Par François Chollier | Publié le
Deauville 2004 : "Down to the Bone" et "Duane Incarnate"

3ème regard sur la sélection de ce 30ème festival du film américain de Deauville…



DOWN TO THE BONE de Debra Granik avec Vera Farmiga

Dans une ville au nord de l’état de New York, Irène se démène pour élever ses deux fils, préserver un semblant de ménage et cacher sa dépendance à la cocaïne. Prise au pièges entre les immenses centres commerciaux et les agglomérations mourantes de cette région, Irène ne sait plus où elle en est.

Au bord du gouffre et bien décidée à changer de vie pour un hypothétique monde meilleur auprès de son mari et de ses deux enfants, elle entreprend de suivre une cure de désintoxication afin de décrocher de la drogue.


« Down to the Bone » choisit de traiter le sujet le plus sensible mais aussi le plus savonnette de ce XXIème siècle : la drogue et l’addiction. Sans fioriture ni entrée en matière, la cinéaste braque son objectif sur un petit village américain type banlieue, sa grisaille ambiante et son mal de vivre. Atmosphère lugubre, situations sordides… Granik tient à nous faire toucher du doigt l’implacable processus qui mène à la dépendance puis peu à peu à la mort.

La misère, cause de tout, est alors filmée sous tous les angles : misère physique (absence de rapports ou rapports convulsifs), misère intellectuelle (aucun échange réel, aucun dialogue solide, aucune véritable envie d’élévation) ou bien encore misère financière. Dans ce tableau complet et varié, une seule constante : le gros plan qui ne cesse de fixer de près ces vies inintéressantes et ratées.

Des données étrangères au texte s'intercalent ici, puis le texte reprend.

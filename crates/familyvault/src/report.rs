//! Summary report over all records.
//!
//! The plain report has three sections, each introduced by an empty line and a
//! header, followed by one line per record in the order given:
//!
//! ```text
//!
//! Family Members:
//!  - Jane (Spouse) | Contact: jane@x.com
//!
//! Assets:
//!  - Property owned by Tanveer | Value: 500000.0 | Description: Apartment
//!
//! Documents:
//!  - Will | File: /p/will.pdf | Description: Last will
//! ```

use std::fmt;
use std::io::{self, Write};

use serde::{Deserialize, Serialize};
use tracing::debug;

use crate::error::Result;
use crate::record::{Asset, Document, Member, Record};

/// Header of the member section.
pub const MEMBERS_HEADER: &str = "Family Members:";

/// Header of the asset section.
pub const ASSETS_HEADER: &str = "Assets:";

/// Header of the document section.
pub const DOCUMENTS_HEADER: &str = "Documents:";

/// How a summary is rendered.
#[derive(Debug, Clone, Copy, PartialEq, Eq, Default, Serialize, Deserialize)]
#[serde(rename_all = "snake_case")]
pub enum ReportFormat {
    /// Sectioned text listing.
    #[default]
    Plain,
    /// Pretty-printed JSON object.
    Json,
}

impl fmt::Display for ReportFormat {
    fn fmt(&self, f: &mut fmt::Formatter<'_>) -> fmt::Result {
        match self {
            Self::Plain => write!(f, "plain"),
            Self::Json => write!(f, "json"),
        }
    }
}

/// A read-only view over the three record sequences.
///
/// `Display` renders the plain report.
#[derive(Debug, Clone, Copy, Serialize)]
pub struct Summary<'a> {
    /// Family members, in insertion order.
    pub members: &'a [Member],
    /// Assets, in insertion order.
    pub assets: &'a [Asset],
    /// Documents, in insertion order.
    pub documents: &'a [Document],
}

impl<'a> Summary<'a> {
    /// Create a summary over the given sequences.
    #[must_use]
    pub fn new(members: &'a [Member], assets: &'a [Asset], documents: &'a [Document]) -> Self {
        Self {
            members,
            assets,
            documents,
        }
    }

    /// Write the summary to `out` in the requested format.
    ///
    /// # Errors
    ///
    /// Returns an error if writing fails or JSON encoding fails.
    pub fn write_to<W: Write>(&self, mut out: W, format: ReportFormat) -> Result<()> {
        debug!(
            members = self.members.len(),
            assets = self.assets.len(),
            documents = self.documents.len(),
            %format,
            "writing summary"
        );
        match format {
            ReportFormat::Plain => write!(out, "{self}")?,
            ReportFormat::Json => {
                serde_json::to_writer_pretty(&mut out, self)?;
                writeln!(out)?;
            }
        }
        out.flush()?;
        Ok(())
    }
}

impl fmt::Display for Summary<'_> {
    fn fmt(&self, f: &mut fmt::Formatter<'_>) -> fmt::Result {
        write_section(f, MEMBERS_HEADER, self.members)?;
        write_section(f, ASSETS_HEADER, self.assets)?;
        write_section(f, DOCUMENTS_HEADER, self.documents)
    }
}

fn write_section<R: Record>(f: &mut fmt::Formatter<'_>, header: &str, records: &[R]) -> fmt::Result {
    writeln!(f)?;
    writeln!(f, "{header}")?;
    for record in records {
        writeln!(f, "{}", record.summary_line())?;
    }
    Ok(())
}

/// Write the plain summary report for the given sequences to `out`.
///
/// # Errors
///
/// Returns an error if writing fails.
pub fn write_summary<W: Write>(
    out: W,
    members: &[Member],
    assets: &[Asset],
    documents: &[Document],
) -> Result<()> {
    Summary::new(members, assets, documents).write_to(out, ReportFormat::Plain)
}

/// Print the plain summary report to stdout.
///
/// # Errors
///
/// Returns an error if stdout cannot be written.
pub fn generate_summary(members: &[Member], assets: &[Asset], documents: &[Document]) -> Result<()> {
    write_summary(io::stdout().lock(), members, assets, documents)
}
//! Configuration management for familyvault.
//!
//! This module provides configuration loading and validation using figment,
//! supporting TOML config files, environment variables, and defaults.

use std::path::{Path, PathBuf};

use figment::{
    providers::{Env, Format, Serialized, Toml},
    Figment,
};
use serde::{Deserialize, Serialize};

use crate::error::{Error, Result};
use crate::report::ReportFormat;

/// Default configuration file name.
const CONFIG_FILE_NAME: &str = "config.toml";

/// Default configuration directory name.
const CONFIG_DIR_NAME: &str = "familyvault";

/// Prefix for environment variable overrides.
const ENV_PREFIX: &str = "FAMILYVAULT_";

/// Application configuration.
///
/// Configuration is loaded from (in order of precedence, highest first):
/// 1. Environment variables (prefixed with `FAMILYVAULT_`, sections split by `__`)
/// 2. TOML config file at `~/.config/familyvault/config.toml`
/// 3. Default values
#[derive(Debug, Clone, Default, PartialEq, Serialize, Deserialize)]
#[serde(default)]
pub struct Config {
    /// Report output configuration.
    pub report: ReportConfig,
    /// Logging configuration.
    pub logging: LoggingConfig,
}

/// Report output configuration.
#[derive(Debug, Clone, PartialEq, Serialize, Deserialize)]
#[serde(default)]
pub struct ReportConfig {
    /// Format of the summary report.
    pub format: ReportFormat,
    /// Print a confirmation line for each created record.
    /// Ignored for JSON output.
    pub show_confirmations: bool,
}

/// Logging configuration.
#[derive(Debug, Clone, Default, PartialEq, Serialize, Deserialize)]
#[serde(default)]
pub struct LoggingConfig {
    /// Log level used when no `-v`/`-q` flag or `RUST_LOG` is given
    /// (`error`, `warn`, `info`, `debug`, or `trace`).
    pub level: Option<String>,
}

impl Default for ReportConfig {
    fn default() -> Self {
        Self {
            format: ReportFormat::Plain,
            show_confirmations: true,
        }
    }
}

impl Config {
    /// Load configuration with an optional custom config path.
    ///
    /// A missing file is not an error; defaults apply.
    ///
    /// # Errors
    ///
    /// Returns an error if configuration loading, parsing, or validation fails.
    pub fn load_from(config_path: Option<PathBuf>) -> Result<Self> {
        let config_file = config_path.unwrap_or_else(Self::default_config_path);

        let figment = Figment::new()
            .merge(Serialized::defaults(Config::default()))
            .merge(Toml::file(&config_file))
            .merge(Env::prefixed(ENV_PREFIX).split("__"));

        let config: Config = figment.extract()?;
        config.validate()?;
        Ok(config)
    }

    /// Load and validate a specific configuration file.
    ///
    /// Unlike [`Config::load_from`], the file must exist. Environment
    /// overrides still apply, so the result is the configuration that would
    /// be in effect with this file.
    ///
    /// # Errors
    ///
    /// Returns an error if the file is missing, cannot be parsed, or holds
    /// invalid values.
    pub fn validate_file(path: &Path) -> Result<Self> {
        if !path.is_file() {
            return Err(Error::ConfigNotFound {
                path: path.to_path_buf(),
            });
        }
        Self::load_from(Some(path.to_path_buf()))
    }

    /// Get the default configuration file path.
    #[must_use]
    pub fn default_config_path() -> PathBuf {
        dirs::config_dir()
            .unwrap_or_else(|| PathBuf::from(".config"))
            .join(CONFIG_DIR_NAME)
            .join(CONFIG_FILE_NAME)
    }

    /// Validate the configuration.
    ///
    /// # Errors
    ///
    /// Returns an error if any configuration values are invalid.
    pub fn validate(&self) -> Result<()> {
        if let Some(level) = &self.logging.level {
            if level.parse::<tracing::Level>().is_err() {
                return Err(Error::config_validation(format!(
                    "invalid logging.level '{level}': expected one of error, warn, info, debug, trace"
                )));
            }
        }
        Ok(())
    }
}

#[cfg(test)]
mod tests {
    use figment::Jail;

    use super::*;

    // Loading reads the process environment, so every test that loads runs
    // inside a `Jail`, which serializes them and restores the environment.
    fn load(path: &str) -> Result<Config> {
        Config::load_from(Some(PathBuf::from(path)))
    }

    #[test]
    fn test_default_config() {
        let config = Config::default();

        assert_eq!(config.report.format, ReportFormat::Plain);
        assert!(config.report.show_confirmations);
        assert!(config.logging.level.is_none());
    }

    #[test]
    fn test_validate_known_log_level() {
        let mut config = Config::default();
        assert!(config.validate().is_ok());

        config.logging.level = Some("debug".to_string());
        assert!(config.validate().is_ok());
    }

    #[test]
    fn test_validate_unknown_log_level() {
        let mut config = Config::default();
        config.logging.level = Some("loud".to_string());

        let err = config.validate().unwrap_err().to_string();
        assert!(err.contains("logging.level"));
        assert!(err.contains("loud"));
    }

    #[test]
    fn test_default_config_path() {
        let path = Config::default_config_path();
        assert!(path.ends_with("familyvault/config.toml"));
    }

    #[test]
    fn test_load_nonexistent_config() {
        Jail::expect_with(|_| {
            let config = load("/nonexistent/config.toml").unwrap();
            assert_eq!(config, Config::default());
            Ok(())
        });
    }

    #[test]
    fn test_load_from_toml_file() {
        Jail::expect_with(|jail| {
            jail.create_file(
                "config.toml",
                "[report]\nformat = \"json\"\nshow_confirmations = false\n",
            )?;

            let config = load("config.toml").unwrap();
            assert_eq!(config.report.format, ReportFormat::Json);
            assert!(!config.report.show_confirmations);
            Ok(())
        });
    }

    #[test]
    fn test_env_overrides_nested_keys() {
        Jail::expect_with(|jail| {
            jail.set_env("FAMILYVAULT_REPORT__SHOW_CONFIRMATIONS", "false");
            jail.set_env("FAMILYVAULT_LOGGING__LEVEL", "debug");

            let config = load("missing.toml").unwrap();
            assert!(!config.report.show_confirmations);
            assert_eq!(config.logging.level.as_deref(), Some("debug"));
            assert_eq!(config.report.format, ReportFormat::Plain);
            Ok(())
        });
    }

    #[test]
    fn test_env_wins_over_file() {
        Jail::expect_with(|jail| {
            jail.create_file("config.toml", "[report]\nformat = \"plain\"\n")?;
            jail.set_env("FAMILYVAULT_REPORT__FORMAT", "json");

            assert_eq!(load("config.toml").unwrap().report.format, ReportFormat::Json);
            Ok(())
        });
    }

    #[test]
    fn test_load_rejects_bad_log_level() {
        Jail::expect_with(|jail| {
            jail.create_file("config.toml", "[logging]\nlevel = \"chatty\"\n")?;

            let err = load("config.toml").unwrap_err();
            assert!(matches!(err, Error::ConfigValidation { .. }));
            Ok(())
        });
    }

    #[test]
    fn test_load_rejects_unknown_format() {
        Jail::expect_with(|jail| {
            jail.create_file("config.toml", "[report]\nformat = \"yaml\"\n")?;

            assert!(matches!(load("config.toml").unwrap_err(), Error::ConfigLoad(_)));
            Ok(())
        });
    }

    #[test]
    fn test_validate_file_accepts_good_file() {
        Jail::expect_with(|jail| {
            jail.create_file("good.toml", "[logging]\nlevel = \"warn\"\n")?;

            let config = Config::validate_file(Path::new("good.toml")).unwrap();
            assert_eq!(config.logging.level.as_deref(), Some("warn"));
            Ok(())
        });
    }

    #[test]
    fn test_validate_file_rejects_missing_file() {
        Jail::expect_with(|_| {
            let err = Config::validate_file(Path::new("does-not-exist.toml")).unwrap_err();
            assert!(matches!(err, Error::ConfigNotFound { .. }));
            assert!(err.to_string().contains("does-not-exist.toml"));
            Ok(())
        });
    }

    #[test]
    fn test_validate_file_rejects_bad_file() {
        Jail::expect_with(|jail| {
            jail.create_file("bad.toml", "[logging]\nlevel = \"chatty\"\n")?;

            let err = Config::validate_file(Path::new("bad.toml")).unwrap_err();
            assert!(err.is_config_error());
            assert!(err.to_string().contains("chatty"));
            Ok(())
        });
    }

    #[test]
    fn test_report_config_deserialize() {
        let json = r#"{"format": "json"}"#;
        let report: ReportConfig = serde_json::from_str(json).unwrap();
        assert_eq!(report.format, ReportFormat::Json);
        assert!(report.show_confirmations);
    }

    #[test]
    fn test_config_serialize() {
        let json = serde_json::to_string(&Config::default()).unwrap();
        assert!(json.contains("show_confirmations"));
        assert!(json.contains(r#""format":"plain""#));
    }
}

Ces vies sans envie, sans but précis et par-dessus tout sans espoir si ce n’est celui d’élever correctement ses enfants.

Mais à trop vouloir se focaliser sur les effets désastreux de la dope, la réalisatrice se perd dans les méandres d’une histoire ni très honnête ni très compliquée. Beaucoup de plans inutiles viennent parasiter le propos, le processus de désintoxication est à peine effleuré, quant aux ellipses, le film ne cesse d’en abuser. Seul personnage important de l’histoire, celui d’Irène ce qui fait peu, bien peu, trop peu.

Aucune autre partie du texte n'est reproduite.